[PROBLEM TO WORK ON]: Search the material below for lines containing the string "InvalidFormat", and copy every one you find.

━━━━━━

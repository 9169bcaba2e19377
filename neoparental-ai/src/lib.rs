//! neoparental-ai library interface
//!
//! Infant cry prediction: decode an uploaded clip, extract a fixed-length
//! feature vector and run the model loaded at startup. Exposed as a library
//! so the binary and the integration tests share one router.

pub mod api;
pub mod audio;
pub mod error;
pub mod features;
pub mod model;
pub mod prediction;

pub use crate::error::{ApiError, ApiResult};

use axum::extract::DefaultBodyLimit;
use axum::Router;
use std::sync::Arc;
use tower_http::cors::CorsLayer;
use tower_http::trace::TraceLayer;

use crate::prediction::PredictionService;

/// Transport body limit, above the upload cap so oversize clips reach
/// validation and get a proper `FILE_TOO_LARGE` response
pub const BODY_LIMIT_BYTES: usize = 16 * 1024 * 1024;

/// Application state shared across handlers
#[derive(Clone)]
pub struct AppState {
    /// Prediction pipeline with the startup model context
    pub service: Arc<PredictionService>,
}

impl AppState {
    pub fn new(service: PredictionService) -> Self {
        Self {
            service: Arc::new(service),
        }
    }
}

/// Build application router
pub fn build_router(state: AppState) -> Router {
    // Keep headroom for multipart framing over a raised upload cap
    let body_limit = BODY_LIMIT_BYTES.max(state.service.max_upload_bytes() + 1024 * 1024);

    Router::new()
        .merge(api::health_routes())
        .merge(api::predict_routes())
        .layer(DefaultBodyLimit::max(body_limit))
        .layer(CorsLayer::permissive())
        .layer(TraceLayer::new_for_http())
        .with_state(state)
}
//! Error types for neoparental-ai
//!
//! The prediction pipeline reports one of five error kinds
//! ([`PredictError`]). The HTTP layer maps each kind to a status code in
//! [`ApiError`]; the pipeline itself knows nothing about HTTP.

use axum::{
    http::StatusCode,
    response::{IntoResponse, Response},
    Json,
};
use chrono::Utc;
use serde_json::json;
use std::path::PathBuf;
use thiserror::Error;

/// Decode or transform failure while turning audio into features
#[derive(Debug, Error)]
pub enum ExtractionError {
    /// Clip decoded to zero samples (or was empty to begin with)
    #[error("audio contains no samples")]
    EmptyAudio,

    /// Waveform too short for the framed analysis
    #[error("waveform of {samples} samples yields no analysis frames")]
    NoFrames { samples: usize },

    /// Waveform is not at the rate the analysis constants assume
    #[error("expected {expected} Hz audio, got {actual} Hz")]
    SampleRate { expected: u32, actual: u32 },

    /// Container probe, track lookup or packet decode failed
    #[error("failed to decode audio: {0}")]
    Decode(String),

    /// Sample rate conversion failed
    #[error("failed to resample audio: {0}")]
    Resample(String),

    /// Assembled vector does not have the layout's length
    #[error("'{layout}' layout needs {expected} values, got {actual}")]
    Length {
        layout: &'static str,
        expected: usize,
        actual: usize,
    },

    /// A feature family produced NaN or infinity
    #[error("{family} features contain non-finite values")]
    NonFinite { family: &'static str },
}

/// Unrecognised `model.feature_layout` value
#[derive(Debug, Clone, PartialEq, Eq, Error)]
#[error("unknown feature layout '{0}' (expected standard, with_mfcc_std or compact)")]
pub struct UnknownLayout(pub String);

/// Model inference failure
#[derive(Debug, Error)]
pub enum InferenceError {
    /// Feature vector width differs from the model input width
    #[error("model expects {expected} features, got {actual}")]
    FeatureCount { expected: usize, actual: usize },

    /// Classifier returned an unusable probability distribution
    #[error("invalid probability distribution: {0}")]
    InvalidDistribution(String),

    /// Regressor returned NaN or infinity
    #[error("model produced a non-finite prediction")]
    NonFinite,

    /// Any other failure, message preserved for diagnostics
    #[error("{0}")]
    Failed(String),
}

/// Model artifact could not be loaded at startup
#[derive(Debug, Error)]
pub enum ModelLoadError {
    /// No file at the configured path
    #[error("Model file not found: {}", .0.display())]
    NotFound(PathBuf),

    /// File exists but could not be read
    #[error("Failed to read model file {}: {source}", path.display())]
    Io {
        path: PathBuf,
        #[source]
        source: std::io::Error,
    },

    /// File content is not a valid artifact document
    #[error("Failed to parse model artifact: {0}")]
    Parse(#[from] serde_json::Error),

    /// Artifact parsed but is internally inconsistent
    #[error("Invalid model artifact: {0}")]
    Invalid(String),

    /// Artifact input width does not match the configured feature layout
    #[error("Model expects {artifact} features but the '{layout}' layout produces {expected}")]
    LayoutMismatch {
        layout: &'static str,
        expected: usize,
        artifact: usize,
    },
}

/// Prediction pipeline error kinds
#[derive(Debug, Error)]
pub enum PredictError {
    /// Declared filename has a disallowed extension
    #[error("Invalid audio format '{filename}'. Allowed: wav, mp3, m4a, flac, ogg, aac")]
    InvalidFormat { filename: String },

    /// Clip exceeds the upload size cap
    #[error("File exceeds {limit} byte limit ({size} bytes)")]
    FileTooLarge { size: usize, limit: usize },

    /// Decode or feature transform failed
    #[error("Feature extraction failed: {0}")]
    Extraction(#[from] ExtractionError),

    /// No model was loaded at startup
    #[error("Model not loaded")]
    ModelUnavailable,

    /// Underlying model call failed
    #[error("Inference failed: {0}")]
    Inference(#[from] InferenceError),
}

/// API error type
#[derive(Debug, Error)]
pub enum ApiError {
    /// Pipeline error kind
    #[error(transparent)]
    Predict(#[from] PredictError),

    /// Malformed request (400) - e.g., missing multipart field
    #[error("Invalid request: {0}")]
    BadRequest(String),
}

impl ApiError {
    /// Status code and machine-readable error code for this error
    pub fn status_and_code(&self) -> (StatusCode, &'static str) {
        match self {
            ApiError::Predict(err) => match err {
                PredictError::InvalidFormat { .. } => (StatusCode::BAD_REQUEST, "INVALID_FORMAT"),
                PredictError::FileTooLarge { .. } => (StatusCode::BAD_REQUEST, "FILE_TOO_LARGE"),
                PredictError::Extraction(_) => (StatusCode::BAD_REQUEST, "EXTRACTION_ERROR"),
                PredictError::ModelUnavailable => {
                    (StatusCode::SERVICE_UNAVAILABLE, "MODEL_UNAVAILABLE")
                }
                PredictError::Inference(_) => {
                    (StatusCode::INTERNAL_SERVER_ERROR, "INFERENCE_ERROR")
                }
            },
            ApiError::BadRequest(_) => (StatusCode::BAD_REQUEST, "BAD_REQUEST"),
        }
    }
}

impl IntoResponse for ApiError {
    fn into_response(self) -> Response {
        let (status, error_code) = self.status_and_code();

        if status.is_server_error() {
            tracing::error!(code = error_code, "Prediction error: {}", self);
        } else {
            tracing::warn!(code = error_code, "Rejected request: {}", self);
        }

        let body = Json(json!({
            "error": error_code,
            "detail": self.to_string(),
            "timestamp": Utc::now().to_rfc3339(),
        }));

        (status, body).into_response()
    }
}

/// Result type for API handlers
pub type ApiResult<T> = Result<T, ApiError>;
//! neoparental-ai - Infant cry prediction service
//!
//! Loads the exported model once at startup and serves:
//! - `GET /`, `GET /health`: service and model status
//! - `POST /predict`: multipart upload (field `file`) → prediction report
//!
//! A missing or broken model does not stop the service; it starts degraded
//! and `/predict` answers 503 until restarted with a valid artifact.

use std::net::SocketAddr;
use std::path::PathBuf;
use std::sync::Arc;

use anyhow::{Context, Result};
use clap::Parser;
use tokio::signal;
use tracing::{error, info};
use tracing_subscriber::{layer::SubscriberExt, util::SubscriberInitExt};

use neoparental_ai::audio::AudioDecoder;
use neoparental_ai::features::{FeatureExtractor, FeatureLayout};
use neoparental_ai::model::load_model;
use neoparental_ai::prediction::PredictionService;
use neoparental_ai::AppState;
use neoparental_common::ServiceConfig;

/// Command-line arguments for neoparental-ai
#[derive(Parser, Debug)]
#[command(name = "neoparental-ai")]
#[command(about = "Infant cry prediction service")]
#[command(version)]
struct Args {
    /// Config file (TOML)
    #[arg(short, long, env = "NEOPARENTAL_CONFIG")]
    config: Option<PathBuf>,

    /// Address to bind
    #[arg(long, env = "NEOPARENTAL_HOST")]
    host: Option<String>,

    /// Port to listen on
    #[arg(short, long, env = "NEOPARENTAL_PORT")]
    port: Option<u16>,

    /// Exported model artifact
    #[arg(short, long, env = "NEOPARENTAL_MODEL_PATH")]
    model: Option<PathBuf>,
}

#[tokio::main]
async fn main() -> Result<()> {
    let args = Args::parse();

    let mut config =
        ServiceConfig::load(args.config.as_deref()).context("Failed to load configuration")?;
    if let Some(host) = args.host {
        config.server.host = host;
    }
    if let Some(port) = args.port {
        config.server.port = port;
    }
    if let Some(model) = args.model {
        config.model.path = model;
    }

    // Initialize tracing (RUST_LOG wins over the configured level)
    tracing_subscriber::registry()
        .with(
            tracing_subscriber::EnvFilter::try_from_default_env().unwrap_or_else(|_| {
                format!("neoparental_ai={0},tower_http={0}", config.logging.level).into()
            }),
        )
        .with(tracing_subscriber::fmt::layer())
        .init();

    info!("Starting neoparental-ai v{}", env!("CARGO_PKG_VERSION"));

    let layout: FeatureLayout = config
        .model
        .feature_layout
        .parse()
        .context("Invalid model.feature_layout")?;
    info!(layout = %layout, features = layout.len(), "Feature layout");

    let context = Arc::new(load_model(&config.model.path, layout));
    if !context.is_loaded() {
        error!("No model available, /predict will answer 503");
    }

    let service = PredictionService::new(
        context,
        AudioDecoder::new(config.audio.max_duration_secs),
        FeatureExtractor::new(layout),
        config.audio.max_upload_bytes,
    );
    let app = neoparental_ai::build_router(AppState::new(service));

    let addr: SocketAddr = format!("{}:{}", config.server.host, config.server.port)
        .parse()
        .with_context(|| {
            format!(
                "Invalid listen address {}:{}",
                config.server.host, config.server.port
            )
        })?;

    info!("Starting HTTP server on {}", addr);

    let listener = tokio::net::TcpListener::bind(addr)
        .await
        .context("Failed to bind to address")?;

    axum::serve(listener, app)
        .with_graceful_shutdown(shutdown_signal())
        .await
        .context("Server error")?;

    info!("Server shutdown complete");
    Ok(())
}

/// Graceful shutdown signal handler
async fn shutdown_signal() {
    let ctrl_c = async {
        if let Err(e) = signal::ctrl_c().await {
            error!("Failed to listen for Ctrl+C: {}", e);
            std::future::pending::<()>().await;
        }
    };

    #[cfg(unix)]
    let terminate = async {
        match signal::unix::signal(signal::unix::SignalKind::terminate()) {
            Ok(mut sigterm) => {
                sigterm.recv().await;
            }
            Err(e) => {
                error!("Failed to install SIGTERM handler: {}", e);
                std::future::pending::<()>().await;
            }
        }
    };

    #[cfg(not(unix))]
    let terminate = std::future::pending::<()>();

    tokio::select! {
        _ = ctrl_c => {
            info!("Received Ctrl+C, shutting down");
        },
        _ = terminate => {
            info!("Received terminate signal, shutting down");
        },
    }
}
//! Startup model loading
//!
//! Loading never aborts startup: a missing or broken artifact leaves the
//! context without a model and the reason in its metadata, so the health
//! endpoint can report the degraded state.

use serde::Serialize;
use std::path::Path;
use tracing::{error, info};

use super::{ArtifactModel, Model, ModelKind};
use crate::error::ModelLoadError;
use crate::features::FeatureLayout;

/// Loader outcome as reported by the health endpoint
#[derive(Debug, Clone, PartialEq, Serialize)]
#[serde(untagged)]
pub enum ModelMetadata {
    Loaded {
        #[serde(rename = "type")]
        kind: ModelKind,
        class: String,
        path: String,
        library: String,
    },
    Failed {
        error: String,
    },
}

/// Immutable model state built once at startup
#[derive(Debug)]
pub struct ModelContext {
    model: Option<Model>,
    metadata: ModelMetadata,
}

impl ModelContext {
    pub fn new(model: Model, metadata: ModelMetadata) -> Self {
        Self {
            model: Some(model),
            metadata,
        }
    }

    /// Context without a model
    pub fn unavailable(reason: impl Into<String>) -> Self {
        Self {
            model: None,
            metadata: ModelMetadata::Failed {
                error: reason.into(),
            },
        }
    }

    pub fn model(&self) -> Option<&Model> {
        self.model.as_ref()
    }

    pub fn is_loaded(&self) -> bool {
        self.model.is_some()
    }

    pub fn model_type(&self) -> Option<ModelKind> {
        self.model.as_ref().map(Model::kind)
    }

    pub fn metadata(&self) -> &ModelMetadata {
        &self.metadata
    }
}

/// Read, validate and classify the artifact at `path`
///
/// The artifact's input width must equal the length of `layout`.
pub fn load_artifact(
    path: &Path,
    layout: FeatureLayout,
) -> Result<(Model, ModelMetadata), ModelLoadError> {
    if !path.exists() {
        return Err(ModelLoadError::NotFound(path.to_path_buf()));
    }

    let json = std::fs::read_to_string(path).map_err(|source| ModelLoadError::Io {
        path: path.to_path_buf(),
        source,
    })?;
    let artifact = ArtifactModel::from_json(&json)?;

    if artifact.n_features() != layout.len() {
        return Err(ModelLoadError::LayoutMismatch {
            layout: layout.name(),
            expected: layout.len(),
            artifact: artifact.n_features(),
        });
    }

    let metadata = ModelMetadata::Loaded {
        kind: artifact.kind(),
        class: artifact.class_name().to_string(),
        path: path.display().to_string(),
        library: artifact.library().to_string(),
    };

    let model = match artifact.kind() {
        ModelKind::Classifier => Model::Classifier(Box::new(artifact)),
        ModelKind::Regressor => Model::Regressor(Box::new(artifact)),
    };

    Ok((model, metadata))
}

/// Load the model for the service, recording failures instead of returning them
pub fn load_model(path: &Path, layout: FeatureLayout) -> ModelContext {
    info!(path = %path.display(), layout = %layout, "Loading model");

    match load_artifact(path, layout) {
        Ok((model, metadata)) => {
            if let ModelMetadata::Loaded { class, kind, .. } = &metadata {
                info!(class = %class, kind = %kind, "Model loaded successfully");
            }
            ModelContext::new(model, metadata)
        }
        Err(e) => {
            error!(path = %path.display(), "Model loading error: {}", e);
            ModelContext::unavailable(e.to_string())
        }
    }
}
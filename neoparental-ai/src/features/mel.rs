//! Mel filterbank, mel power spectrogram and MFCC
//!
//! Slaney mel scale: linear below 1 kHz, logarithmic above. Filters are
//! triangular with area normalization (`2 / bandwidth`).

use ndarray::Array2;

use super::spectrum::{fft_frequencies, power_to_db};

const F_SP: f64 = 200.0 / 3.0;
const MIN_LOG_HZ: f64 = 1000.0;
const MIN_LOG_MEL: f64 = MIN_LOG_HZ / F_SP;

fn log_step() -> f64 {
    6.4f64.ln() / 27.0
}

pub(crate) fn hz_to_mel(hz: f64) -> f64 {
    if hz >= MIN_LOG_HZ {
        MIN_LOG_MEL + (hz / MIN_LOG_HZ).ln() / log_step()
    } else {
        hz / F_SP
    }
}

pub(crate) fn mel_to_hz(mel: f64) -> f64 {
    if mel >= MIN_LOG_MEL {
        MIN_LOG_HZ * (log_step() * (mel - MIN_LOG_MEL)).exp()
    } else {
        F_SP * mel
    }
}

/// Mel filterbank, shape `(n_mels, n_fft / 2 + 1)`, spanning 0 Hz to Nyquist
pub(crate) fn mel_filterbank(sample_rate: u32, n_fft: usize, n_mels: usize) -> Array2<f64> {
    let fft_freqs = fft_frequencies(sample_rate, n_fft);

    let min_mel = hz_to_mel(0.0);
    let max_mel = hz_to_mel(sample_rate as f64 / 2.0);
    let mel_points: Vec<f64> = (0..n_mels + 2)
        .map(|i| {
            let mel = min_mel + (max_mel - min_mel) * i as f64 / (n_mels + 1) as f64;
            mel_to_hz(mel)
        })
        .collect();

    let mut weights = Array2::<f64>::zeros((n_mels, fft_freqs.len()));
    for m in 0..n_mels {
        let lower_width = mel_points[m + 1] - mel_points[m];
        let upper_width = mel_points[m + 2] - mel_points[m + 1];
        let enorm = 2.0 / (mel_points[m + 2] - mel_points[m]);

        for (k, &freq) in fft_freqs.iter().enumerate() {
            let lower = (freq - mel_points[m]) / lower_width;
            let upper = (mel_points[m + 2] - freq) / upper_width;
            weights[[m, k]] = lower.min(upper).max(0.0) * enorm;
        }
    }

    weights
}

/// Orthonormal DCT-II basis, shape `(n_out, n_in)`
pub(crate) fn dct_basis(n_out: usize, n_in: usize) -> Array2<f64> {
    let n = n_in as f64;
    Array2::from_shape_fn((n_out, n_in), |(k, i)| {
        let scale = if k == 0 {
            (1.0 / n).sqrt()
        } else {
            (2.0 / n).sqrt()
        };
        scale * (std::f64::consts::PI * k as f64 * (2 * i + 1) as f64 / (2.0 * n)).cos()
    })
}

/// Mel power spectrogram from a magnitude spectrogram
pub(crate) fn mel_power(magnitude: &Array2<f64>, mel_basis: &Array2<f64>) -> Array2<f64> {
    let power = magnitude.mapv(|v| v * v);
    mel_basis.dot(&power)
}

/// MFCC from a mel power spectrogram
pub(crate) fn mfcc(mel_power: &Array2<f64>, dct: &Array2<f64>) -> Array2<f64> {
    dct.dot(&power_to_db(mel_power))
}

#[cfg(test)]
mod tests {
    use super::*;

    #[test]
    fn test_mel_scale_round_trip_and_breakpoint() {
        assert!((hz_to_mel(1000.0) - 15.0).abs() < 1e-12);
        assert!((hz_to_mel(500.0) - 7.5).abs() < 1e-12);
        for hz in [0.0, 250.0, 999.0, 1000.0, 4000.0, 8000.0] {
            assert!((mel_to_hz(hz_to_mel(hz)) - hz).abs() < 1e-6);
        }
    }

    #[test]
    fn test_filterbank_shape_and_nonnegative() {
        let fb = mel_filterbank(16_000, 1024, 128);
        assert_eq!(fb.dim(), (128, 513));
        assert!(fb.iter().all(|&w| w >= 0.0));
        // Narrow low-frequency filters may fall between bins
        let non_empty = fb.rows().into_iter().filter(|r| r.sum() > 0.0).count();
        assert!(non_empty > 100);
    }

    #[test]
    fn test_dct_is_orthonormal() {
        let d = dct_basis(8, 8);
        let identity = d.dot(&d.t());
        for i in 0..8 {
            for j in 0..8 {
                let expected = if i == j { 1.0 } else { 0.0 };
                assert!((identity[[i, j]] - expected).abs() < 1e-9);
            }
        }
    }
}
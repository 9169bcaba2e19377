//! Prediction endpoint
//!
//! `POST /predict` takes a multipart form with the clip in field `file`.
//! The CPU-bound pipeline runs on the blocking thread pool.

use axum::{
    extract::{Multipart, State},
    routing::post,
    Json, Router,
};
use std::time::Instant;
use tracing::{debug, error};

use crate::audio::AudioClip;
use crate::error::{ApiError, ApiResult, InferenceError, PredictError};
use crate::prediction::PredictionReport;
use crate::AppState;

/// Multipart field carrying the clip
pub const FILE_FIELD: &str = "file";

/// POST /predict
pub async fn predict_audio(
    State(state): State<AppState>,
    multipart: Multipart,
) -> ApiResult<Json<PredictionReport>> {
    let started = Instant::now();

    // Fail fast without reading the body
    if !state.service.context().is_loaded() {
        return Err(PredictError::ModelUnavailable.into());
    }

    let clip = read_clip(multipart).await?;
    debug!(filename = %clip.filename(), bytes = clip.len(), "Received clip");

    let service = state.service.clone();
    let report = tokio::task::spawn_blocking(move || service.predict_clip(clip, started))
        .await
        .map_err(|e| {
            error!("Prediction task failed: {}", e);
            PredictError::Inference(InferenceError::Failed(e.to_string()))
        })??;

    Ok(Json(report))
}

/// Pull the `file` field out of the form
async fn read_clip(mut multipart: Multipart) -> ApiResult<AudioClip> {
    while let Some(field) = multipart
        .next_field()
        .await
        .map_err(|e| ApiError::BadRequest(format!("Malformed multipart body: {}", e)))?
    {
        if field.name() != Some(FILE_FIELD) {
            continue;
        }

        let filename = field.file_name().unwrap_or_default().to_string();
        let bytes = field
            .bytes()
            .await
            .map_err(|e| ApiError::BadRequest(format!("Failed to read upload: {}", e)))?;

        return Ok(AudioClip::new(bytes.to_vec(), filename));
    }

    Err(ApiError::BadRequest(format!(
        "Missing multipart field '{}'",
        FILE_FIELD
    )))
}

/// Build prediction routes
pub fn predict_routes() -> Router<AppState> {
    Router::new().route("/predict", post(predict_audio))
}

━━━━━━

[WORKED SOLUTION]:
    InvalidFormat { filename: String },
                PredictError::InvalidFormat { .. } => (StatusCode::BAD_REQUEST, "INVALID_FORMAT"),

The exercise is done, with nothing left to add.